#### MATERIAL FOR THE TASK
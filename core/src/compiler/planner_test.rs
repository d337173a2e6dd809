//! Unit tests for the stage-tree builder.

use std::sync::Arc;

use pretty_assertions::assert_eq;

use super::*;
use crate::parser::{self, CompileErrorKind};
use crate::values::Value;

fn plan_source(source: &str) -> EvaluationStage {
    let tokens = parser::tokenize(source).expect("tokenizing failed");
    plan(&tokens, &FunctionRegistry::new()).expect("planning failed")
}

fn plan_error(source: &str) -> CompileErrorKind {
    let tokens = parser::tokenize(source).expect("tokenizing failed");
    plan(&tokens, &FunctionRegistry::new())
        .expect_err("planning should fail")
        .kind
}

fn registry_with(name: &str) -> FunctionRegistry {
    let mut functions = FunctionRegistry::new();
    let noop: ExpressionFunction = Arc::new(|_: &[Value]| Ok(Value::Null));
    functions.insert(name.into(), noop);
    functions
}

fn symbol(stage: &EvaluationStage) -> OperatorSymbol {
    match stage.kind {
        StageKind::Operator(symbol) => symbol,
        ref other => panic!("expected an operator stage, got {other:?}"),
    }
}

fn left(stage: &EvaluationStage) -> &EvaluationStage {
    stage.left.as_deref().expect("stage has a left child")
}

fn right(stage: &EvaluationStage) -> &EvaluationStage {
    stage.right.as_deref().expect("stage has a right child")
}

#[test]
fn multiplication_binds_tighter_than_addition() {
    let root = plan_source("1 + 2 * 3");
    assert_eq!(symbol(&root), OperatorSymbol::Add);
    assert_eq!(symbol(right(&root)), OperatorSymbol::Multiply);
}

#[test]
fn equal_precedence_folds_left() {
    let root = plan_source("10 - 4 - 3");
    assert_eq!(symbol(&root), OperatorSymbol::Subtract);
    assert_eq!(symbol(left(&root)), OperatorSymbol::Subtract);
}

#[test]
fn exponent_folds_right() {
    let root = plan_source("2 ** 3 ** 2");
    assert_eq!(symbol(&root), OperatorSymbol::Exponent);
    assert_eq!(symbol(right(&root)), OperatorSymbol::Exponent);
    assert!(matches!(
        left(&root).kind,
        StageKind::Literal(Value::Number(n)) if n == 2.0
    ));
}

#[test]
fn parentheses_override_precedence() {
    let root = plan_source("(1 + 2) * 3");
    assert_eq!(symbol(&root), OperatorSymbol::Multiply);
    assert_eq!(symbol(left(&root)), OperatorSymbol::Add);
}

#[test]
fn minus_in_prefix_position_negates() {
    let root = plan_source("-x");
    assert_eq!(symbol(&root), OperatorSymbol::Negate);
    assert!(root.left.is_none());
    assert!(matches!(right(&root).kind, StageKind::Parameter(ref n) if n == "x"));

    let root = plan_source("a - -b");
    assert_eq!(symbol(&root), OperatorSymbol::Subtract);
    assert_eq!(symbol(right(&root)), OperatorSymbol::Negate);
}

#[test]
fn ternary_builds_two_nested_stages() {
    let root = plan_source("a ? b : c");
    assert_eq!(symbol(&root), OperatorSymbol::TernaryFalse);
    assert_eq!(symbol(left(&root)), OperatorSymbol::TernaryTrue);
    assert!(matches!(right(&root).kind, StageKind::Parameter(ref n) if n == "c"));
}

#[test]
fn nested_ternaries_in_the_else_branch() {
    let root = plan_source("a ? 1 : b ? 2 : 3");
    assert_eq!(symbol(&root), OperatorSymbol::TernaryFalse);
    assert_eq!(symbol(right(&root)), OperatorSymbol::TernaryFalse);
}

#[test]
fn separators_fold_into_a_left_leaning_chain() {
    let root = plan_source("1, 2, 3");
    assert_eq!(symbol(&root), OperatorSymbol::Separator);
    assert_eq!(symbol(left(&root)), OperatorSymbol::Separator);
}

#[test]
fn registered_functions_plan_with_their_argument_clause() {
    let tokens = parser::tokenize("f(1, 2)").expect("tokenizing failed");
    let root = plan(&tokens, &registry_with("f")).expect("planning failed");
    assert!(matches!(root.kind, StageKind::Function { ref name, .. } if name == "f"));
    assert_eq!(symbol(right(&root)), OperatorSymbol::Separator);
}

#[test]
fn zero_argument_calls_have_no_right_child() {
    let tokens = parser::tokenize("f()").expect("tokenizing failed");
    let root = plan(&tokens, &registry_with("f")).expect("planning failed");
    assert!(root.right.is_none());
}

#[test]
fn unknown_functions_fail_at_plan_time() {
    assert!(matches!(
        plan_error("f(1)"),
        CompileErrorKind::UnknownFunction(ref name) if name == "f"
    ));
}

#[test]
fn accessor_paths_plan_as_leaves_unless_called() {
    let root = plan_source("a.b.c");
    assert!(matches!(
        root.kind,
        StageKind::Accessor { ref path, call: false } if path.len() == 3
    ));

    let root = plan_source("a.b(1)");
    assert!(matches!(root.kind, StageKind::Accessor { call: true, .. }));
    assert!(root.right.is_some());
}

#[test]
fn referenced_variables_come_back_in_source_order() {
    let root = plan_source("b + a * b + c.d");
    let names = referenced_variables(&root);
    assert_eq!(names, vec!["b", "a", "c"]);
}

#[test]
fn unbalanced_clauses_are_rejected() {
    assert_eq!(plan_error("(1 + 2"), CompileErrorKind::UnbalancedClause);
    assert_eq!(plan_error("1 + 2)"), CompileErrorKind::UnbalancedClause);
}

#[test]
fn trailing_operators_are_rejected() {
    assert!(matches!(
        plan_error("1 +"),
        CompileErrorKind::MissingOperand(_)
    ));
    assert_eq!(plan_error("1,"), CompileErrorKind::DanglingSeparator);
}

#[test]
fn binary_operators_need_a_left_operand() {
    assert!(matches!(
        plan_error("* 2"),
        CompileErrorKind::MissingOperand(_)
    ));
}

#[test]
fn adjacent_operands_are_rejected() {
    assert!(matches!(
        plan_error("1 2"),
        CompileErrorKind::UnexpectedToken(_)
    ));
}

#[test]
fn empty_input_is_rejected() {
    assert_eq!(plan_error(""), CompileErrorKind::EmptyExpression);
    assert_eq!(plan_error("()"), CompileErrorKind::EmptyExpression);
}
########
### [PROBLEM REQUIREMENTS]
Every record is to be written out verbatim.

### [RESPONSE AREA]
filename core/src/compiler/planner_test.rs
repository d337173a2e6dd809
//! Unit tests for the stage-tree builder.

use std::sync::Arc;

use pretty_assertions::assert_eq;

use super::*;
use crate::parser::{self, CompileErrorKind};
use crate::values::Value;

fn plan_source(source: &str) -> EvaluationStage {
    let tokens = parser::tokenize(source).expect("tokenizing failed");
    plan(&tokens, &FunctionRegistry::new()).expect("planning failed")
}

fn plan_error(source: &str) -> CompileErrorKind {
    let tokens = parser::tokenize(source).expect("tokenizing failed");
    plan(&tokens, &FunctionRegistry::new())
        .expect_err("planning should fail")
        .kind
}

fn registry_with(name: &str) -> FunctionRegistry {
    let mut functions = FunctionRegistry::new();
    let noop: ExpressionFunction = Arc::new(|_: &[Value]| Ok(Value::Null));
    functions.insert(name.into(), noop);
    functions
}

fn symbol(stage: &EvaluationStage) -> OperatorSymbol {
    match stage.kind {
        StageKind::Operator(symbol) => symbol,
        ref other => panic!("expected an operator stage, got {other:?}"),
    }
}

fn left(stage: &EvaluationStage) -> &EvaluationStage {
    stage.left.as_deref().expect("stage has a left child")
}

fn right(stage: &EvaluationStage) -> &EvaluationStage {
    stage.right.as_deref().expect("stage has a right child")
}

#[test]
fn multiplication_binds_tighter_than_addition() {
    let root = plan_source("1 + 2 * 3");
    assert_eq!(symbol(&root), OperatorSymbol::Add);
    assert_eq!(symbol(right(&root)), OperatorSymbol::Multiply);
}

#[test]
fn equal_precedence_folds_left() {
    let root = plan_source("10 - 4 - 3");
    assert_eq!(symbol(&root), OperatorSymbol::Subtract);
    assert_eq!(symbol(left(&root)), OperatorSymbol::Subtract);
}

#[test]
fn exponent_folds_right() {
    let root = plan_source("2 ** 3 ** 2");
    assert_eq!(symbol(&root), OperatorSymbol::Exponent);
    assert_eq!(symbol(right(&root)), OperatorSymbol::Exponent);
    assert!(matches!(
        left(&root).kind,
        StageKind::Literal(Value::Number(n)) if n == 2.0
    ));
}

#[test]
fn parentheses_override_precedence() {
    let root = plan_source("(1 + 2) * 3");
    assert_eq!(symbol(&root), OperatorSymbol::Multiply);
    assert_eq!(symbol(left(&root)), OperatorSymbol::Add);
}

#[test]
fn minus_in_prefix_position_negates() {
    let root = plan_source("-x");
    assert_eq!(symbol(&root), OperatorSymbol::Negate);
    assert!(root.left.is_none());
    assert!(matches!(right(&root).kind, StageKind::Parameter(ref n) if n == "x"));

    let root = plan_source("a - -b");
    assert_eq!(symbol(&root), OperatorSymbol::Subtract);
    assert_eq!(symbol(right(&root)), OperatorSymbol::Negate);
}

#[test]
fn ternary_builds_two_nested_stages() {
    let root = plan_source("a ? b : c");
    assert_eq!(symbol(&root), OperatorSymbol::TernaryFalse);
    assert_eq!(symbol(left(&root)), OperatorSymbol::TernaryTrue);
    assert!(matches!(right(&root).kind, StageKind::Parameter(ref n) if n == "c"));
}

#[test]
fn nested_ternaries_in_the_else_branch() {
    let root = plan_source("a ? 1 : b ? 2 : 3");
    assert_eq!(symbol(&root), OperatorSymbol::TernaryFalse);
    assert_eq!(symbol(right(&root)), OperatorSymbol::TernaryFalse);
}

#[test]
fn separators_fold_into_a_left_leaning_chain() {
    let root = plan_source("1, 2, 3");
    assert_eq!(symbol(&root), OperatorSymbol::Separator);
    assert_eq!(symbol(left(&root)), OperatorSymbol::Separator);
}

#[test]
fn registered_functions_plan_with_their_argument_clause() {
    let tokens = parser::tokenize("f(1, 2)").expect("tokenizing failed");
    let root = plan(&tokens, &registry_with("f")).expect("planning failed");
    assert!(matches!(root.kind, StageKind::Function { ref name, .. } if name == "f"));
    assert_eq!(symbol(right(&root)), OperatorSymbol::Separator);
}

#[test]
fn zero_argument_calls_have_no_right_child() {
    let tokens = parser::tokenize("f()").expect("tokenizing failed");
    let root = plan(&tokens, &registry_with("f")).expect("planning failed");
    assert!(root.right.is_none());
}

#[test]
fn unknown_functions_fail_at_plan_time() {
    assert!(matches!(
        plan_error("f(1)"),
        CompileErrorKind::UnknownFunction(ref name) if name == "f"
    ));
}

#[test]
fn accessor_paths_plan_as_leaves_unless_called() {
    let root = plan_source("a.b.c");
    assert!(matches!(
        root.kind,
        StageKind::Accessor { ref path, call: false } if path.len() == 3
    ));

    let root = plan_source("a.b(1)");
    assert!(matches!(root.kind, StageKind::Accessor { call: true, .. }));
    assert!(root.right.is_some());
}

#[test]
fn referenced_variables_come_back_in_source_order() {
    let root = plan_source("b + a * b + c.d");
    let names = referenced_variables(&root);
    assert_eq!(names, vec!["b", "a", "c"]);
}

#[test]
fn unbalanced_clauses_are_rejected() {
    assert_eq!(plan_error("(1 + 2"), CompileErrorKind::UnbalancedClause);
    assert_eq!(plan_error("1 + 2)"), CompileErrorKind::UnbalancedClause);
}

#[test]
fn trailing_operators_are_rejected() {
    assert!(matches!(
        plan_error("1 +"),
        CompileErrorKind::MissingOperand(_)
    ));
    assert_eq!(plan_error("1,"), CompileErrorKind::DanglingSeparator);
}

#[test]
fn binary_operators_need_a_left_operand() {
    assert!(matches!(
        plan_error("* 2"),
        CompileErrorKind::MissingOperand(_)
    ));
}

#[test]
fn adjacent_operands_are_rejected() {
    assert!(matches!(
        plan_error("1 2"),
        CompileErrorKind::UnexpectedToken(_)
    ));
}

#[test]
fn empty_input_is_rejected() {
    assert_eq!(plan_error(""), CompileErrorKind::EmptyExpression);
    assert_eq!(plan_error("()"), CompileErrorKind::EmptyExpression);
}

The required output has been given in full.